You have read that Muad'Dib had no playmates his own age on Caladan. The dangers were too great. But Muad'Dib did have wonderful companion-teachers. There was Gurney Halleck, the troubadour-warrior. You will sing some of Gurney's songs, as you read along in this book. There was Thufir Hawat, the old Mentat Master of Assassins, who struck fear even into the heart of the Padishah Emperor. There were Duncan Idaho, the Swordmaster of the Ginaz; Dr. Wellington Yueh, a name black in treachery but bright in knowledge; the Lady Jessica, who guided her son in the Bene Gesserit Way, and — of course — the Duke Leto, whose qualities as a father have long been overlooked.
Thufir Hawat slipped into the training room of Castle Caladan, closed the door softly. He stood there a moment, feeling old and tired and storm-leathered. His left leg ached where it had been slashed once in the service of the Old Duke.
He stared across the big room bright with the light of noon pouring through the skylights, saw the boy seated with back to the door, intent on papers and charts spread across an ell table.
Paul remained bent over his studies.
A cloud shadow passed over the skylights. Again, Hawat cleared his throat.
Paul straightened, spoke without turning: "I know. I'm sitting with my back to a door."
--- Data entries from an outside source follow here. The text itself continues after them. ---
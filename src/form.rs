use crossterm::event::{KeyCode, KeyEvent, KeyModifiers};

use crate::error::Result;
use crate::task::{
    format_date, format_time, parse_date, parse_optional, parse_time, Priority, Status, Task,
    TaskDraft,
};

#[derive(Debug, Clone, Copy, PartialEq, Eq)]
pub enum Field {
    Title,
    Description,
    DueDate,
    DueTime,
    Priority,
    Status,
}

impl Field {
    pub const ALL: [Field; 6] = [
        Field::Title,
        Field::Description,
        Field::DueDate,
        Field::DueTime,
        Field::Priority,
        Field::Status,
    ];

    pub fn label(self) -> &'static str {
        match self {
            Field::Title => "Task",
            Field::Description => "Description",
            Field::DueDate => "Due date (YYYY-MM-DD)",
            Field::DueTime => "Due time (HH:MM)",
            Field::Priority => "Priority",
            Field::Status => "Status",
        }
    }

    fn is_text(self) -> bool {
        !matches!(self, Field::Priority | Field::Status)
    }
}

#[derive(Debug, Clone, Copy, PartialEq, Eq)]
pub enum FormAction {
    None,
    Submit,
    Cancel,
}

/// State behind both the add form and the edit dialog.
#[derive(Debug, Clone, PartialEq, Eq)]
pub struct TaskForm {
    pub title: String,
    pub description: String,
    pub due_date: String,
    pub due_time: String,
    pub priority: Priority,
    pub status: Status,
    pub focus: Field,
}

impl Default for TaskForm {
    fn default() -> Self {
        Self {
            title: String::new(),
            description: String::new(),
            due_date: String::new(),
            due_time: String::new(),
            priority: Priority::Medium,
            status: Status::ToDo,
            focus: Field::Title,
        }
    }
}

impl TaskForm {
    pub fn new() -> Self {
        Self::default()
    }

    /// Pre-fills the form from an existing row.
    pub fn from_task(task: &Task) -> Self {
        Self {
            title: task.title.clone(),
            description: task.description.clone().unwrap_or_default(),
            due_date: task.due_date.map(format_date).unwrap_or_default(),
            due_time: task.due_time.map(format_time).unwrap_or_default(),
            priority: task.priority,
            status: task.status,
            focus: Field::Title,
        }
    }

    pub fn clear(&mut self) {
        *self = Self::default();
    }

    pub fn value(&self, field: Field) -> String {
        match field {
            Field::Title => self.title.clone(),
            Field::Description => self.description.clone(),
            Field::DueDate => self.due_date.clone(),
            Field::DueTime => self.due_time.clone(),
            Field::Priority => self.priority.to_string(),
            Field::Status => self.status.to_string(),
        }
    }

    fn text_mut(&mut self, field: Field) -> Option<&mut String> {
        match field {
            Field::Title => Some(&mut self.title),
            Field::Description => Some(&mut self.description),
            Field::DueDate => Some(&mut self.due_date),
            Field::DueTime => Some(&mut self.due_time),
            Field::Priority | Field::Status => None,
        }
    }

    fn step_focus(&mut self, forward: bool) {
        let len = Field::ALL.len();
        let i = Field::ALL.iter().position(|f| *f == self.focus).unwrap_or(0);
        let next = if forward { (i + 1) % len } else { (i + len - 1) % len };
        self.focus = Field::ALL[next];
    }

    fn cycle_choice(&mut self, forward: bool) {
        match (self.focus, forward) {
            (Field::Priority, true) => self.priority = self.priority.next(),
            (Field::Priority, false) => self.priority = self.priority.prev(),
            (Field::Status, true) => self.status = self.status.next(),
            (Field::Status, false) => self.status = self.status.prev(),
            _ => {}
        }
    }

    pub fn handle_key(&mut self, key: KeyEvent) -> FormAction {
        match key.code {
            KeyCode::Esc => return FormAction::Cancel,
            KeyCode::Enter => return FormAction::Submit,
            KeyCode::Tab | KeyCode::Down => self.step_focus(true),
            KeyCode::BackTab | KeyCode::Up => self.step_focus(false),
            KeyCode::Left if !self.focus.is_text() => self.cycle_choice(false),
            KeyCode::Right | KeyCode::Char(' ') if !self.focus.is_text() => {
                self.cycle_choice(true)
            }
            KeyCode::Backspace => {
                if let Some(text) = self.text_mut(self.focus) {
                    text.pop();
                }
            }
            KeyCode::Char('u') if key.modifiers.contains(KeyModifiers::CONTROL) => {
                if let Some(text) = self.text_mut(self.focus) {
                    text.clear();
                }
            }
            KeyCode::Char(c) => {
                if let Some(text) = self.text_mut(self.focus) {
                    text.push(c);
                }
            }
            _ => {}
        }
        FormAction::None
    }

    /// Validated draft; the title must be non-blank and dates well formed.
    pub fn to_draft(&self) -> Result<TaskDraft> {
        let description = self.description.trim();
        let draft = TaskDraft {
            title: self.title.trim().to_string(),
            description: (!description.is_empty()).then(|| description.to_string()),
            due_date: parse_optional(Some(&self.due_date), parse_date)?,
            due_time: parse_optional(Some(&self.due_time), parse_time)?,
            priority: self.priority,
            status: self.status,
        };
        draft.validate()?;
        Ok(draft)
    }
}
Hawat suppressed a smile, strode across the room.
Paul looked up at the grizzled old man who stopped at a corner of the table. Hawat's eyes were two pools of alertness in a dark and deeply seamed face.
"I heard you coming down the hall," Paul said. "And I heard you open the door."
"The sounds I make could be imitated."
"I'd know the difference."
Hawat pulled up a chair across from Paul, sat down facing the door. He did it pointedly, leaned back and studied the room. It struck him as an odd place suddenly, a stranger-place with most of its hardware already gone off to Arrakis. A training table remained, and a fencing mirror with its crystal prisms quiescent, the target dummy beside it patched and padded, looking like an ancient foot soldier maimed and battered in the wars.
"Thufir, what're you thinking?" Paul asked.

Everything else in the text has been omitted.